In the TBT3-UDZ specifications, it lists the USB ports as such:
image

Does this listing correspond to the number of underlying USB controllers in the dock driving the ports (with the ports in each line sharing the bandwidth of the controller/USB speed), or is it just an inventory of ports (that might have a different configuration of underlying USB controllers/shared bandwidth) and if so, what is the actual underlying configuration?

E.g., if a user plugged in 4 different USB-to-SATA SSD drives (each capable of 5 Gbps/~500 MB/s throughput) in to the USB-A ports in the rear, would the drives in aggregate be capable of 20 Gbps/~2000 MB/s throughput (that, up to the PCIe x4 limit of the Thunderbolt uplink)? Or maybe just 5 Gbps/~500 MB/s, if all 5 rear ports share the same 5 Gbps USB controller – or somewhere in between if maybe the sharing falls at different ports?

Likewise for the two 10 Gbps ports on the front. Do they share bandwidth between each other, or are they independent 10 Gbps channels that could be fully used (again up to the PCIe x4 limit of the Thunderbolt uplink), like say if each had a USB 3.1 Gen 2 attached NVMe disk attached?

Thanks for any clarification!

Hello!

Thanks for asking! I’d be happy to assist.

The list is an inventory and not representative of port to controller mapping. Due to how the Intel Titan Ridge Thunderbolt 3 reference design is configured, all USB traffic is routed through the same USB 3.2 Gen 2 10Gbps hub chipset in the dock. So bandwidth is shared for all external USB ports and for internal USB devices (Ethernet, audio, card reader).

Computer --> Dock Thunderbolt 3 chipset --> Dock USB 3.2 Gen 2 hub (x1) --> Dock USB 3.0 hubs (x2)

So there’s a total of 1250MBps (10Gbps) of USB bandwidth on paper (not accounting for any overhead).

Please don’t hesitate to let us know of other questions.

Thanks again for contacting Plugable support and best wishes!

Joshua Henry
Senior Engineer | Product Owner
Plugable Technologies

Interesting. I guess that’s the trade-off of the Titan Ridge USB backwards compatibility – hang everything off a single USB 3.2 chipset, or have any PCIe-attached devices disappear when connecting upstream via USB.

So, if everything on the TBT3-UDZ (aside from the DisplayPort) routes through a 10Gbps USB link, even if connected via Thunderbolt 3, would it be OK then to connect the dock to the upstream computer via a passive 2m 20 Gbps TB3 cable (like the Plugable TB3-20G2M, https://plugable.com/products/tbt3-20g2m ), without any performance loss?

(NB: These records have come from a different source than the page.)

//! Skeleton joint model shared by the capture seam, the state machine, and
//! the wire format.
//!
//! A *subject* is one tracked human body.  Each capture tick the sensor
//! reports, per subject, a 3-D camera-space position and a tracking
//! confidence for every joint in the skeleton.  Positions are metres in
//! camera space; the vertical axis is `y`.

use std::collections::BTreeMap;

use serde::{Deserialize, Serialize};

/// All joints of the tracked skeleton.
///
/// The variant name is the joint's wire name: the `joints` map in a `Data`
/// message is keyed by these strings, so renaming a variant is a wire-format
/// change.
#[derive(Debug, Clone, Copy, PartialEq, Eq, PartialOrd, Ord, Hash, Serialize, Deserialize)]
pub enum JointKind {
    SpineBase,
    SpineMid,
    Neck,
    Head,
    ShoulderLeft,
    ElbowLeft,
    WristLeft,
    HandLeft,
    ShoulderRight,
    ElbowRight,
    WristRight,
    HandRight,
    HipLeft,
    KneeLeft,
    AnkleLeft,
    FootLeft,
    HipRight,
    KneeRight,
    AnkleRight,
    FootRight,
    SpineShoulder,
    HandTipLeft,
    ThumbLeft,
    HandTipRight,
    ThumbRight,
}

impl JointKind {
    /// Every joint, in sensor reporting order.
    pub const ALL: [JointKind; 25] = [
        JointKind::SpineBase,
        JointKind::SpineMid,
        JointKind::Neck,
        JointKind::Head,
        JointKind::ShoulderLeft,
        JointKind::ElbowLeft,
        JointKind::WristLeft,
        JointKind::HandLeft,
        JointKind::ShoulderRight,
        JointKind::ElbowRight,
        JointKind::WristRight,
        JointKind::HandRight,
        JointKind::HipLeft,
        JointKind::KneeLeft,
        JointKind::AnkleLeft,
        JointKind::FootLeft,
        JointKind::HipRight,
        JointKind::KneeRight,
        JointKind::AnkleRight,
        JointKind::FootRight,
        JointKind::SpineShoulder,
        JointKind::HandTipLeft,
        JointKind::ThumbLeft,
        JointKind::HandTipRight,
        JointKind::ThumbRight,
    ];
}

/// Per-joint tracking confidence reported by the sensor.
#[derive(Debug, Clone, Copy, PartialEq, Eq, Serialize, Deserialize)]
pub enum TrackingConfidence {
    /// The joint was not observed this frame.
    NotTracked,
    /// The joint position was inferred from neighbouring joints.
    Inferred,
    /// The joint was directly observed at full confidence.
    Tracked,
}

/// One joint sample: camera-space position plus tracking confidence.
#[derive(Debug, Clone, Copy, PartialEq, Serialize, Deserialize)]
#[serde(rename_all = "camelCase")]
pub struct Joint {
    pub x: f32,
    pub y: f32,
    pub z: f32,
    #[serde(rename = "trackingConfidence")]
    pub confidence: TrackingConfidence,
}

impl Joint {
    pub fn new(x: f32, y: f32, z: f32, confidence: TrackingConfidence) -> Self {
        Self { x, y, z, confidence }
    }

    /// Squared Euclidean distance to another joint sample.
    ///
    /// Squared (not rooted) because the movement classifier compares an
    /// accumulated sum against a squared-distance epsilon.
    pub fn square_distance(&self, other: &Joint) -> f32 {
        let dx = self.x - other.x;
        let dy = self.y - other.y;
        let dz = self.z - other.z;
        dx * dx + dy * dy + dz * dz
    }
}

/// One tracked subject's joints for a single capture tick.
///
/// Produced by the capture collaborator and read-only to the core; the
/// tracking id is stable for as long as the sensor keeps sight of the
/// subject.
#[derive(Debug, Clone, PartialEq)]
pub struct SubjectSnapshot {
    /// Sensor-assigned stable identifier for this body.
    pub tracking_id: u64,
    /// Whether the sensor currently has a positive lock on the body.
    pub is_tracked: bool,
    /// All reported joints.  A `BTreeMap` keeps wire output deterministic.
    pub joints: BTreeMap<JointKind, Joint>,
}

impl SubjectSnapshot {
    /// Creates an empty snapshot for the given id.
    pub fn new(tracking_id: u64, is_tracked: bool) -> Self {
        Self {
            tracking_id,
            is_tracked,
            joints: BTreeMap::new(),
        }
    }

    /// Builder-style helper used by capture adapters and tests.
    pub fn with_joint(mut self, kind: JointKind, joint: Joint) -> Self {
        self.joints.insert(kind, joint);
        self
    }

    pub fn joint(&self, kind: JointKind) -> Option<&Joint> {
        self.joints.get(&kind)
    }
}

// ── Tests ─────────────────────────────────────────────────────────────────────

#[cfg(test)]
mod tests {
    use super::*;

    #[test]
    fn test_square_distance_is_zero_for_identical_joints() {
        let j = Joint::new(0.5, 1.2, 2.0, TrackingConfidence::Tracked);
        assert_eq!(j.square_distance(&j), 0.0);
    }

    #[test]
    fn test_square_distance_sums_all_three_axes() {
        let a = Joint::new(0.0, 0.0, 0.0, TrackingConfidence::Tracked);
        let b = Joint::new(1.0, 2.0, 2.0, TrackingConfidence::Tracked);
        assert_eq!(a.square_distance(&b), 9.0);
    }

    #[test]
    fn test_all_joint_kinds_are_distinct() {
        let mut kinds: Vec<JointKind> = JointKind::ALL.to_vec();
        kinds.sort();
        kinds.dedup();
        assert_eq!(kinds.len(), 25);
    }

    #[test]
    fn test_snapshot_joint_lookup() {
        let snapshot = SubjectSnapshot::new(7, true).with_joint(
            JointKind::Head,
            Joint::new(0.0, 1.7, 2.0, TrackingConfidence::Tracked),
        );

        assert!(snapshot.joint(JointKind::Head).is_some());
        assert!(snapshot.joint(JointKind::FootLeft).is_none());
    }
}
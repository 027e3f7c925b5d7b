//! Candidate host enumeration for collector discovery.
//!
//! Given the local machine's IPv4 address and subnet mask, computes every
//! usable host address on the subnet: the open interval strictly between the
//! network address (`addr & mask`) and the broadcast address (`addr | !mask`).
//! The client probes these in ascending order until one accepts a TCP
//! connection on the collector port.
//!
//! Pure arithmetic on big-endian `u32` values; no I/O.

use std::net::{IpAddr, Ipv4Addr};

use thiserror::Error;

/// Error type for subnet enumeration.
#[derive(Debug, Error, PartialEq, Eq)]
pub enum SubnetError {
    /// An IPv6 address or mask was supplied; only IPv4 subnets are scanned.
    #[error("IPv6 is not supported for subnet scanning: {0}")]
    Ipv6Unsupported(IpAddr),
}

/// Computes every usable host address on the subnet of `addr`/`mask`.
///
/// The result excludes both the network and broadcast addresses and is
/// ordered ascending.  A /31 or /32 mask yields an empty list.
///
/// # Errors
///
/// Returns [`SubnetError::Ipv6Unsupported`] if either argument is IPv6; this
/// is a configuration error, not a runtime condition to retry.
///
/// # Examples
///
/// ```rust
/// use pose_core::subnet::host_addresses;
///
/// let hosts = host_addresses(
///     "192.168.1.17".parse().unwrap(),
///     "255.255.255.0".parse().unwrap(),
/// )
/// .unwrap();
/// assert_eq!(hosts.len(), 254);
/// assert_eq!(hosts[0], "192.168.1.1".parse::<std::net::Ipv4Addr>().unwrap());
/// ```
pub fn host_addresses(addr: IpAddr, mask: IpAddr) -> Result<Vec<Ipv4Addr>, SubnetError> {
    let addr = require_v4(addr)?;
    let mask = require_v4(mask)?;

    let addr_bits = u32::from(addr);
    let mask_bits = u32::from(mask);

    let network = addr_bits & mask_bits;
    let broadcast = addr_bits | !mask_bits;

    // Open interval: both endpoints are reserved.
    let hosts = (network.saturating_add(1)..broadcast)
        .map(Ipv4Addr::from)
        .collect();
    Ok(hosts)
}

fn require_v4(ip: IpAddr) -> Result<Ipv4Addr, SubnetError> {
    match ip {
        IpAddr::V4(v4) => Ok(v4),
        IpAddr::V6(_) => Err(SubnetError::Ipv6Unsupported(ip)),
    }
}

// ── Tests ─────────────────────────────────────────────────────────────────────
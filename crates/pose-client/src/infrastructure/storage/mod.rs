//! Persistence: TOML configuration for the client.

pub mod config;
//! pose-client library entry point.
//!
//! Re-exports all public modules so that integration tests in `tests/` and
//! the binary entry point in `main.rs` share the same module tree.
//!
//! # What does pose-client do?
//!
//! The client runs on the machine attached to the depth sensor.  It:
//!
//! 1. Enumerates the local subnet and probes each host in order until one
//!    accepts a TCP connection on the collector port.
//! 2. Runs a three-round clock-synchronization handshake so that outgoing
//!    timestamps approximate the collector's clock.
//! 3. Starts a 24 Hz streaming loop: each tick it copies the current subject
//!    snapshots out of the shared capture buffer, advances the per-subject
//!    calibration state machine, and sends one `Data` document.
//! 4. Surfaces status changes and one-shot gesture confirmations to the
//!    presentation layer over an event channel.

/// Application layer: the connect-and-stream use case.
pub mod application;

/// Infrastructure layer: sockets, capture seam, configuration, and UI bridge.
pub mod infrastructure;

That’s absolutely correct!

Dual monitors via Thunderbolt 3 operation of the dock will still require a 40Gbps cable, but a single monitor via Thunderbolt 3 operation would work fine with a 20Gbps cable and USB bandwidth shouldn’t be affected.

USB-C only systems without Thunderbolt 3 can support two monitors via a 10Gbps USB 3.1 Gen 2 cable. This is enabled with the use of DP MST (DisplayPort multi-stream) for the two displays, and USB traffic is limited to 5Gbps.